Informing women about hormone replacement therapy: the consensus conference statement

Paola Mosconi¹^* , Serena Donati²^* , Cinzia Colombo¹^* , Alfonso Mele³^* , Alessandro Liberati⁴^* and Roberto Satolli⁵^* for Consensus Conference Working Group^*

¹Laboratory for medical research and consumer involvement, Istituto di Ricerche Farmacologiche Mario Negri, Via La Masa 19, 20156 Milan, Italy

²Reparto Salute della donna e dell'età evolutiva-CNESPS, Istituto Superiore di Sanità, Viale Regina Elena 299, 00161 Roma, Italy

³Epidemiologia Clinica e Linee Guida-CNESPS, Istituto Superiore Sanità, Viale Regina Elena 299, 00161 Roma, Italy

⁴Dept of Haematology, Oncology and Respiratory Disease (University of Modena and Reggio Emilia) Director Italian Cochrane Centre, Istituto di Ricerche Farmacologiche Mario Negri, Via La Masa 19, 20156 Milan, Italy

⁵Zadig, Scientific publishing company, Via Calzecchi 10, 20133 Milan, Italy

author email corresponding author email* Contributed equally

BMC Women's Health 2009, 9:14doi:10.1186/1472-6874-9-14


Published:	29 May 2009

Abstract

Background

The risks/benefits balance of hormone replacement therapy is controversial. Information can influence consumers' knowledge and behavior; research findings about hormone replacement therapy are uncertain and the messages provided by the media are of poor quality and incomplete, preventing a fully informed decision making process.

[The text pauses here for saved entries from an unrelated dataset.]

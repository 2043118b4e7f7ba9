//! # Cryptographic Primitives for the Roster
//!
//! Everything that touches key material or signature bytes flows through
//! here:
//!
//! - **keys** — the P-384 keypair: load from disk, or generate and persist
//!   once, then sign.
//! - **der** — conversion between the DER `SEQUENCE { r, s }` form that
//!   signing produces and the fixed 96-byte `r || s` form that raw
//!   verifiers consume.
//! - **signer** — binds signing to a user record's email.
//! - **verifier** — the consumer side: check one record, or a whole batch
//!   concurrently, keeping only what verifies.
//!
//! ## Signing input
//!
//! The signed message is always exactly the UTF-8 bytes of the email,
//! digested with SHA-384 and signed with ECDSA over P-384. No trimming, no
//! case folding. Changing any part of that triple invalidates every
//! signature already in storage.

pub mod der;
pub mod keys;
pub mod signer;
pub mod verifier;

pub use der::{to_raw, to_structured, CodecError};
pub use keys::{KeyError, KeyStore, PublicKeyInfo};
pub use signer::RecordSigner;
pub use verifier::{verify_and_filter, verify_one, SignatureVerifier, VerifyError};

/// The canonical bytes a record's signature covers.
///
/// Shared by the signer and the verifier so the two sides can never drift.
pub fn signable_payload(email: &str) -> &[u8] {
    email.as_bytes()
}

/// Non-empty and made only of `0-9a-f`. The only accepted spelling of a
/// record signature.
pub fn is_lower_hex(s: &str) -> bool {
    !s.is_empty() && s.bytes().all(|b| matches!(b, b'0'..=b'9' | b'a'..=b'f'))
}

We therefore felt that an explicit, rigorous and structured assessment of the information needs on this issue was urgent and we opted for the organisation of a national consensus conference (CC) to assess the current status of the quality of information on hormone replacement therapy (HRT) and re-visit recent research findings on its risks/benefits.

Methods

We chose a structured approach based on the traditional CC method combined with a structured preparatory work supervised by an organising committee (OC) and a scientific board (SB). The OC and SB chose the members of the CC's jury and appointed three multidisciplinary working groups (MWG) which were asked to review clinical issues and different aspects of the quality of information. Before the CC, the three MWGs carried out: a literature review on the risk/benefit profile of HRT and two surveys on the quality of information on lay press and booklets targeted to women. A population survey on women's knowledge, attitude and practice was also carried out. The jury received the documents in advance, listened the presentations during the two-day meeting of the CCs, met immediately after in a closed-door meeting and prepared the final document. Participants were researchers, clinicians, journalists as well as consumers' representatives.

Results

Key messages in the CC's deliberation were: a) women need to be fully informed about the transient nature of menopausal symptoms, about HRT risks and benefits and about the availability of non-pharmacological interventions; b) HRT is not recommended to prevent menopausal symptoms; c) the term "HRT" is misleading and "post menopausal hormone therapy" should be the preferred definition.

Conclusion

This CC led to the identification of specific information drawbacks. Women are exposed to messages that are often partial, non evidence-based nor transparently developed. The structured and participative methodology of this CC allowed a multidisciplinary perspective and a substantial lay people input.